In the early 2010s Spokes, along with local councillors, notably Cllr Gavin Corbett and Cllr Melanie Main, assisted a whole series of householders who had fallen foul of garden shed planning conditions, for one reason or another. This led to orders to remove sheds, threats of huge fines, lengthy and distressing appeals, and major time-wasting for council officers – sometimes even a government inspector. Here are just a few quotes from written appeals by some of the people we helped…

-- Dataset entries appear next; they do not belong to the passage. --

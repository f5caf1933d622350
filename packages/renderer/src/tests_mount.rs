/// Tests for tree building and first mount
use crate::attributes::Attributes;
use crate::builder::{create_element, Descriptor};
use crate::children;
use crate::component::{Component, ComponentHandle, Phase};
use crate::error::RenderResult;
use crate::node::{flatten_children, Child, Node};
use crate::render::render;
use twig_host::{HostTree, MemoryDocument, NodeSnapshot};

fn el(doc: &MemoryDocument, tag: &str, children: Vec<Child<MemoryDocument>>) -> Node<MemoryDocument> {
    create_element(doc, tag, Attributes::new(), children).unwrap()
}

#[derive(Default)]
struct Frame;

impl<H: HostTree> Component<H> for Frame {
    fn render(&self, component: &ComponentHandle<H>) -> RenderResult<Node<H>> {
        create_element(
            component.host(),
            "div",
            Attributes::new().with("class", "frame"),
            children![component.children()],
        )
    }
}

#[test]
fn test_flatten_nested_lists_and_nulls() {
    let doc = MemoryDocument::new();
    let a = el(&doc, "a", children![]);
    let b = el(&doc, "b", children![]);

    let flat = flatten_children(
        &doc,
        children![
            vec![a.clone()],
            None::<Node<MemoryDocument>>,
            Child::list([Child::list([b.clone()])])
        ],
    );

    assert_eq!(flat.len(), 2);
    assert!(flat[0].ptr_eq(&a));
    assert!(flat[1].ptr_eq(&b));
}

#[test]
fn test_flatten_strings_become_text() {
    let doc = MemoryDocument::new();
    let flat = flatten_children(&doc, children!["one", vec!["two", "three"]]);

    let texts: Vec<&str> = flat
        .iter()
        .filter_map(|node| node.as_text().map(|text| text.content()))
        .collect();
    assert_eq!(texts, vec!["one", "two", "three"]);
}

#[test]
fn test_round_trip_mount_ignores_nesting() {
    let nested = MemoryDocument::new();
    let tree = el(
        &nested,
        "ul",
        children![vec![
            Child::from(el(&nested, "li", children!["1"])),
            Child::list([el(&nested, "li", children!["2"]), el(&nested, "li", children!["3"])]),
        ]],
    );
    render(&tree, &nested.body()).unwrap();

    let flat = MemoryDocument::new();
    let tree = el(
        &flat,
        "ul",
        children![
            el(&flat, "li", children!["1"]),
            el(&flat, "li", children!["2"]),
            el(&flat, "li", children!["3"])
        ],
    );
    render(&tree, &flat.body()).unwrap();

    assert_eq!(
        NodeSnapshot::capture(&nested.body()),
        NodeSnapshot::capture(&flat.body())
    );
    assert_eq!(
        NodeSnapshot::capture(&flat.body()).outline(),
        r#"body(ul(li("1"),li("2"),li("3")))"#
    );
}

#[test]
fn test_render_clears_existing_content() {
    let doc = MemoryDocument::new();
    let body = doc.body();
    for tag in ["old", "stale"] {
        let mut end = doc.range(&body, body.children().len(), body.children().len()).unwrap();
        doc.insert_node(&mut end, &doc.create_element(tag)).unwrap();
    }

    let range = render(&el(&doc, "main", children![]), &body).unwrap();

    assert_eq!((range.start(), range.end()), (0, 1));
    let tags: Vec<_> = body.children().iter().filter_map(|c| c.tag()).collect();
    assert_eq!(tags, vec!["main"]);
}

#[test]
fn test_component_mounts_inside_element() {
    let doc = MemoryDocument::new();
    let frame = create_element(
        &doc,
        Descriptor::component::<Frame>(),
        Attributes::new(),
        children![el(&doc, "span", children!["inner"])],
    )
    .unwrap();
    let page = el(&doc, "main", children!["before", frame.clone(), "after"]);

    // Children of an element mount while the tree is built.
    let component = frame.as_component().unwrap();
    assert_eq!(component.phase(), Phase::Mounted);
    let range = component.range().unwrap();
    assert_eq!((range.start(), range.end()), (1, 2));

    render(&page, &doc.body()).unwrap();
    assert_eq!(
        NodeSnapshot::capture(&doc.body()).outline(),
        r#"body(main("before",div(span("inner")),"after"))"#
    );
}

#[test]
fn test_component_root_mount() {
    let doc = MemoryDocument::new();
    let frame = create_element(&doc, Descriptor::component::<Frame>(), Attributes::new(), children!["x"])
        .unwrap();

    let range = render(&frame, &doc.body()).unwrap();

    assert_eq!((range.start(), range.end()), (0, 1));
    assert_eq!(frame.as_component().unwrap().range(), Some(range));
    assert!(doc.body().children()[0].has_class("frame"));
}

#[test]
fn test_nested_components() {
    let doc = MemoryDocument::new();
    let inner = create_element(&doc, Descriptor::component::<Frame>(), Attributes::new(), children!["deep"])
        .unwrap();
    let outer = create_element(&doc, Descriptor::component::<Frame>(), Attributes::new(), children![inner])
        .unwrap();

    render(&outer, &doc.body()).unwrap();

    assert_eq!(
        NodeSnapshot::capture(&doc.body()).outline(),
        r#"body(div(div("deep")))"#
    );
}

  • It seems ludicrous that I have chosen to provide my own solution (at significant cost) to bikestorage – a noted problem and disincentive to taking up or continuing cycling – and positioned discreetly beneath a mature high hedge – and I am being actively pursued to prevent this.
  • This has been a really really horrible period for us – and it’s not over yet.
  • We have had a number of bikes stolen from our front garden and have tried a number of methods to keep our bikes safe and finally decided to put up a shed … The council have now contacted us and are insisting we take the shed down (with the threat of a £1000 fine if we don’t) … We have no car and feel that as a family trying to live without one we should be encouraged to cycle.

To minimise such problems, Spokes worked with the Council to produce a factsheet which gives criteria under which planning permission is likely to be granted for front garden sheds. The factsheet was approved by the Council Planning Committee of 3 October 2013 and is now referenced in the official Council Guidance to Householders (page 15).

The dimensions in the factsheet are 1.5m height, 2.5m width, 1.2m depth. As far as we are aware every planning application since 2013 which has complied with these criteria has been approved with no hassles, suggesting that these dimensions are absolutely fine in planning terms.

Whilst this was hugely successful in halting the previous distress and time-wasting, nonetheless even the smallest sheds or containers still need planning permission – currently at a cost of over £200, whether or not permission is granted. The Council has done all it can do legally – only the Scottish Government can change the requirement for planning permission.

Thus in 2015 we began a campaign to persuade the Scottish Government to grant PDR for front garden bike sheds meeting specified criteria including size.

Although supported on several occasions in Parliament by MSPs, notably Alison Johnstone MSP, the 5 years between 2015 and 2020 have been a painful catalogue of obfuscation and consultation after consultation – an object lesson in how the simplest proposal to enable greener and healthier lifestyles can get bogged down in a mire of bureaucracy. What can we say about the Minister’s assurance in 2016 that tackling PDR was a “priority key action?” Spokes has made around ten substantial interventions in these 5 years, including responding to an astonishing five government consultations relevant to this topic [most are detailed on this page].

Ironically, just like Spaces for People, which has revolutionised government interest in segregated cycle routes, it is the Covid pandemic which has pushed cycle storage high up the agenda. The government is now urging people to travel by bike – and, hopefully, at last realises it must therefore stop making it difficult or impossible for many people to own a bike!